The pathogenesis of hypervascular hyperplastic nodules in the liver has not yet been explained. Benign nodular hepatocellular lesions, such as FNH, nodular regenerative hyperplasia, and partial nodular transformation, may be caused by abnormal hepatic circulation, including a change in the portal venous or arterial system. One explanation for the pathogenesis of hypervascularity is the proliferation of unpaired arteries, which are found in microregenerative cirrhotic nodules.
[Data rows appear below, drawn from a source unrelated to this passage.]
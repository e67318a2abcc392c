//! Node Context
//!
//! Everything a node shares between its HTTP handlers, volume actors and
//! background tasks, built once at startup.

use std::sync::Arc;

use crate::cluster::selector::{self, AddressSelector};
use crate::cluster::{ClusterCache, ContainerInventory, CoordinationStore, MemoryStore, NoContainers};
use crate::config::DotmeshConfig;
use crate::error::{Error, Result};
use crate::notify::Bus;
use crate::secrets::{FileSecretStore, SecretStore};
use crate::transfer::{ProcessRunner, ReceiveLocks, SnapshotEngine, SystemRunner};
use crate::transfer::TransferTable;
use crate::volume::{actor, JsonMetadataStore, MetadataStore, Snapshot, VolumeHandle, VolumeRegistry};

/// External collaborators a node is wired to
pub struct Collaborators {
    pub store: Arc<dyn CoordinationStore>,
    pub runner: Arc<dyn ProcessRunner>,
    pub metadata: Arc<dyn MetadataStore>,
    pub secrets: Arc<dyn SecretStore>,
    pub containers: Arc<dyn ContainerInventory>,
    pub selector: Box<dyn AddressSelector>,
}

impl Collaborators {
    /// Production wiring for a configuration
    pub fn from_config(config: &DotmeshConfig) -> Result<Self> {
        let store = MemoryStore::from_config(&config.cluster)?;
        let metadata = JsonMetadataStore::open(config.metadata_dir())?;

        Ok(Self {
            store: Arc::new(store),
            runner: Arc::new(SystemRunner),
            metadata: Arc::new(metadata),
            secrets: Arc::new(FileSecretStore::new(&config.secrets.file)),
            containers: Arc::new(NoContainers),
            selector: selector::from_config(config.cluster.address_selection),
        })
    }
}

/// Shared node state
pub struct NodeContext {
    pub node_id: String,
    pub config: DotmeshConfig,
    pub cache: ClusterCache,
    pub bus: Bus,
    pub engine: SnapshotEngine,
    pub store: Arc<dyn CoordinationStore>,
    pub runner: Arc<dyn ProcessRunner>,
    pub metadata: Arc<dyn MetadataStore>,
    pub secrets: Arc<dyn SecretStore>,
    pub containers: Arc<dyn ContainerInventory>,
    pub selector: Box<dyn AddressSelector>,
    pub transfers: TransferTable,
    pub receives: ReceiveLocks,
    pub http: reqwest::Client,
    pub volumes: VolumeRegistry,
}

impl NodeContext {
    pub fn new(config: DotmeshConfig, collaborators: Collaborators) -> Result<Arc<Self>> {
        config.validate()?;

        let http = reqwest::Client::builder()
            .connect_timeout(config.connect_timeout())
            .build()
            .map_err(|e| Error::Network(format!("Failed to create HTTP client: {}", e)))?;

        let node_id = config.node.id.clone();
        let cache = ClusterCache::new(node_id.clone());
        for seed in &config.cluster.nodes {
            cache.record_addresses(&seed.id, seed.addresses.clone());
        }
        for seed in &config.cluster.volumes {
            cache.record_master(&seed.id, &seed.master);
        }

        Ok(Arc::new(Self {
            node_id,
            cache,
            bus: Bus::new(),
            engine: SnapshotEngine::new(&config.engine),
            store: collaborators.store,
            runner: collaborators.runner,
            metadata: collaborators.metadata,
            secrets: collaborators.secrets,
            containers: collaborators.containers,
            selector: collaborators.selector,
            transfers: TransferTable::new(config.transfer.retained_results),
            receives: ReceiveLocks::new(),
            http,
            volumes: VolumeRegistry::new(),
            config,
        }))
    }

    /// Handle to the actor of a volume, starting it on first use
    pub fn volume(self: &Arc<Self>, filesystem: &str) -> VolumeHandle {
        self.volumes
            .get_or_spawn(filesystem, || actor::spawn(Arc::clone(self), filesystem))
    }

    /// Reload a volume's local snapshots and publish them to the store,
    /// the cache and snapshot subscribers
    pub async fn record_snapshots(&self, filesystem: &str) -> Result<Vec<Snapshot>> {
        let snapshots = self.metadata.snapshots(filesystem).await?;
        self.publish_snapshots(filesystem, snapshots.clone()).await;
        Ok(snapshots)
    }

    /// Publish a known snapshot list for a volume on this node
    pub async fn publish_snapshots(&self, filesystem: &str, snapshots: Vec<Snapshot>) {
        if let Err(e) = self
            .store
            .put_snapshots(&self.node_id, filesystem, snapshots.clone())
            .await
        {
            tracing::warn!("Failed to store snapshots of {}: {}", filesystem, e);
        }
        self.cache
            .record_snapshots(&self.node_id, filesystem, snapshots.clone());
        self.bus.new_snapshots.publish(filesystem, snapshots);
    }

    /// Stop every volume actor
    pub fn shutdown(&self) {
        self.volumes.clear();
    }
}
Generally, hyperplastic changes are usually associated with hypervascularity.11 However, further studies are needed to verify the pathogenesis of hypervascularity and nodule formation in heavy alcohol drinkers.
Regarding a strategy for the management of hyperplastic nodules in heavy drinkers, Suzuki et al.10 suggested the following considerations: (1) hyperplastic nodules are often present as multiple lesions in relatively young patients with portal hypertension, negative hepatitis virus markers, and normal tumor marker values, (2) dynamic CT and MRI studies of hypervascular lesions often show no evidence of decreased portal blood flow; however, there are patients in whom imaging studies reveal findings similar to those in classical HCC, (3) differential diagnosis of hyperplastic versus dysplastic nodules from fine-needle biopsy results can be difficult in some patients, and (4) in patients positive for the hepatitis virus, hyperplastic nodules should be more cautiously diagnosed. In the present case, it was difficult to rule out the possibility of neoplastic lesions, such as HCC or dysplastic nodules, based on the radiological features even though the histological features of the first liver biopsy did not favor a neoplastic lesion. A second biopsy was performed to confirm whether the first biopsy was correctly obtained from the target nodule and the results showed features similar to the first biopsy. Based on this, the diagnosis of hypervascular hyperplastic nodule was made.
We reported a case of hypervascular hyperplastic nodules in alcoholic cirrhosis. Differential diagnosis of hypervascular nodules and HCC, particularly in patients with cirrhosis, is difficult with imaging studies. Thus, histological confirmation is necessary, although fine-needle biopsy results might be difficult in some patients.